_THE PROBLEM:_ Collect each line of the records containing the string "fully".

_AVAILABLE DATA:_
+--

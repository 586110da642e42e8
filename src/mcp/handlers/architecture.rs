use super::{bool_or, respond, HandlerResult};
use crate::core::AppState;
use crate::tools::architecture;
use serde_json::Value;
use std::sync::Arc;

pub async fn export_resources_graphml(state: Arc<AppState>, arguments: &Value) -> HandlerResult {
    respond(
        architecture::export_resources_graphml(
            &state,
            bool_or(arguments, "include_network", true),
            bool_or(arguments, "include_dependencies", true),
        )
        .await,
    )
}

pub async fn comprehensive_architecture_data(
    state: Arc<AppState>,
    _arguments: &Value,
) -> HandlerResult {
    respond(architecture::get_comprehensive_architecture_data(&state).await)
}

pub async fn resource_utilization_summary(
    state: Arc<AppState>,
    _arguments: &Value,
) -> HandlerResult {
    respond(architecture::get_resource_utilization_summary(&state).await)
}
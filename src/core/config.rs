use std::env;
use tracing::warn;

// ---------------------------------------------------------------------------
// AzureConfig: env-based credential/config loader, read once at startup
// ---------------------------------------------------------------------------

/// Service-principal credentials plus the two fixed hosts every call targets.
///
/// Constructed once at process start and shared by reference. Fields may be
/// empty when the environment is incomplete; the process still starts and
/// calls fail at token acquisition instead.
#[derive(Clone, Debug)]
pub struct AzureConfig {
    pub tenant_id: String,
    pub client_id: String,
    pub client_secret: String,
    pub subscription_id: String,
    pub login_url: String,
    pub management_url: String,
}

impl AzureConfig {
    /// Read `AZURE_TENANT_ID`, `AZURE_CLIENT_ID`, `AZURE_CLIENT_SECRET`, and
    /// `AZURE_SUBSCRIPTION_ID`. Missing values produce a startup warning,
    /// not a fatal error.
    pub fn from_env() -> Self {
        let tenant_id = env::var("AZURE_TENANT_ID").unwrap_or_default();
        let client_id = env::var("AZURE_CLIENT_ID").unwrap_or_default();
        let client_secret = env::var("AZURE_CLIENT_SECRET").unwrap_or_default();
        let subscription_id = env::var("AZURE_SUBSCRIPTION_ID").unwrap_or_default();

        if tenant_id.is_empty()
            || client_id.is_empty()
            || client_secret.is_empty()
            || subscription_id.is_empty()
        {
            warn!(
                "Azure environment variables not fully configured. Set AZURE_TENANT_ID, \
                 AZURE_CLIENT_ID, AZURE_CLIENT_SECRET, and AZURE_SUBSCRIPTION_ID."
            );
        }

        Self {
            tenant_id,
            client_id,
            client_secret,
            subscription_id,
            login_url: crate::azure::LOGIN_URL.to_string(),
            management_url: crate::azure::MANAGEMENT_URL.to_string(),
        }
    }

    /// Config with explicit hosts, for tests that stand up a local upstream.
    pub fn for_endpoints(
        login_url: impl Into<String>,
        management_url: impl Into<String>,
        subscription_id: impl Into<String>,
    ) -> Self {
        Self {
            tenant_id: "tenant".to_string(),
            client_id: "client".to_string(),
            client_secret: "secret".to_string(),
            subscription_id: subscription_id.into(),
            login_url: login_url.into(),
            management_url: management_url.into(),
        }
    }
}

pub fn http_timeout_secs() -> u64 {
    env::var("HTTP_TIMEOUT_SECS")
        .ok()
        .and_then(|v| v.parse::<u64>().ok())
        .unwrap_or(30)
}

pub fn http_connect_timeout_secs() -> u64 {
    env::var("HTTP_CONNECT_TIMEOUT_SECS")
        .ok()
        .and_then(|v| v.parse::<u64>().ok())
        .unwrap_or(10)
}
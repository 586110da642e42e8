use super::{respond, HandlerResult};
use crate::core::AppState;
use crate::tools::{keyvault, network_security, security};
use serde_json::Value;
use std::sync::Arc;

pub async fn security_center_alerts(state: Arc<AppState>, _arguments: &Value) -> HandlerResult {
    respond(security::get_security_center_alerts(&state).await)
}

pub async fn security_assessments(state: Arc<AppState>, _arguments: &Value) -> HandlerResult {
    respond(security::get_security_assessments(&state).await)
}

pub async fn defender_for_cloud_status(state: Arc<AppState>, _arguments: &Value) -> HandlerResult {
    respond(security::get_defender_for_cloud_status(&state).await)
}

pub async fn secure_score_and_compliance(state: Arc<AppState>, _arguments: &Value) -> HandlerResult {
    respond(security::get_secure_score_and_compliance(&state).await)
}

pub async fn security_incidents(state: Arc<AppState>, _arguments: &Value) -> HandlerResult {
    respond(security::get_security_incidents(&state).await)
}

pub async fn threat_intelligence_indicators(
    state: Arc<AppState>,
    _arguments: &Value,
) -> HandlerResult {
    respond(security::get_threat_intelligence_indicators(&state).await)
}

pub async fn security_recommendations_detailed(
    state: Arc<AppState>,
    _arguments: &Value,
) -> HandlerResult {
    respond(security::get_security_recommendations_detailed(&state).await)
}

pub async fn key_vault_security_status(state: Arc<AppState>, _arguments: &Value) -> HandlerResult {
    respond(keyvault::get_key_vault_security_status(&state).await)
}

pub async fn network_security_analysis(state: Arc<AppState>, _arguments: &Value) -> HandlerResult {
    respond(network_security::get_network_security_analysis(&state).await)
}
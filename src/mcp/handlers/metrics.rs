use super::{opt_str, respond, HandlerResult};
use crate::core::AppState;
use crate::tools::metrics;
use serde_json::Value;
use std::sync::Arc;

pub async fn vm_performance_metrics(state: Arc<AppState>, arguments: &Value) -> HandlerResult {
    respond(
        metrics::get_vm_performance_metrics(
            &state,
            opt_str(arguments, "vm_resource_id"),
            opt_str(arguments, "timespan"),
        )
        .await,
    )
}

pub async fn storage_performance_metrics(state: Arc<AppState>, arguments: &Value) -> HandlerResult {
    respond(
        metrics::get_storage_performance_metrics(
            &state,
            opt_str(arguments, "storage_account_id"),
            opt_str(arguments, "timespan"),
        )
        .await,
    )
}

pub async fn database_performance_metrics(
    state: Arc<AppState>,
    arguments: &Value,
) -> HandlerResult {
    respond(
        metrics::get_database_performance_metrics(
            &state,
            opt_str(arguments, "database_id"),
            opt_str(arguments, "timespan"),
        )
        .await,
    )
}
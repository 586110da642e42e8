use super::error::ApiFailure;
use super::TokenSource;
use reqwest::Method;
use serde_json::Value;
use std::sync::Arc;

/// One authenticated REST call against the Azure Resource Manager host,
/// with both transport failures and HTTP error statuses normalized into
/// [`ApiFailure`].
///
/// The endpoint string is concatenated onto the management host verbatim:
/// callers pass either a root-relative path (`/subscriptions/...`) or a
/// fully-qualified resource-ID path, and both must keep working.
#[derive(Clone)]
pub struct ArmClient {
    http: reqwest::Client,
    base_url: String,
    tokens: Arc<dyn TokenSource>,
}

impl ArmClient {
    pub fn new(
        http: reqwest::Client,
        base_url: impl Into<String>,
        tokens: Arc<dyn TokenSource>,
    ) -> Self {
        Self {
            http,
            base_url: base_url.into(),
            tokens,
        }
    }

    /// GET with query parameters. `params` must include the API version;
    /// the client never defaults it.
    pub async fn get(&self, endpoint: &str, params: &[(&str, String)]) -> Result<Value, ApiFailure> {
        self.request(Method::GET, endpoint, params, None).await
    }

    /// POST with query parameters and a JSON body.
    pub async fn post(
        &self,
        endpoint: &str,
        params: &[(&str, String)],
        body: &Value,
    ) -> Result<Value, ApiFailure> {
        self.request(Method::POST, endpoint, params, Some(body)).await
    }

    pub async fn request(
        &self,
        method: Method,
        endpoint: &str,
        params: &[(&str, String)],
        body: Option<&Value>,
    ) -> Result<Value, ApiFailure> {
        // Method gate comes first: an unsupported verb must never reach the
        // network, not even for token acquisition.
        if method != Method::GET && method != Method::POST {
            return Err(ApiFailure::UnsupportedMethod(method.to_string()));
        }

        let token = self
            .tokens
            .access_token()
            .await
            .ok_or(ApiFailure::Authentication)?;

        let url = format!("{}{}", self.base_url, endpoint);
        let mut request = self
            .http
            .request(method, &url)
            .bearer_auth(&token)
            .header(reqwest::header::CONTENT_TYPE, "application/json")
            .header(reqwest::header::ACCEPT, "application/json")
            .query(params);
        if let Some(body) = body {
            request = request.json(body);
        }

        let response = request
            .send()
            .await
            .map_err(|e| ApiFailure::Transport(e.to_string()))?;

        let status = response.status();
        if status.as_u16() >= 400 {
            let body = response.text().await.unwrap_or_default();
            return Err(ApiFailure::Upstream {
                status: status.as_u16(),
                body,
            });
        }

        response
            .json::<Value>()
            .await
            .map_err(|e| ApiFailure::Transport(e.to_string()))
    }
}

+--

_ANSWER SECTION:_
                "Azure environment variables not fully configured. Set AZURE_TENANT_ID, \
/// fully-qualified resource-ID path, and both must keep working.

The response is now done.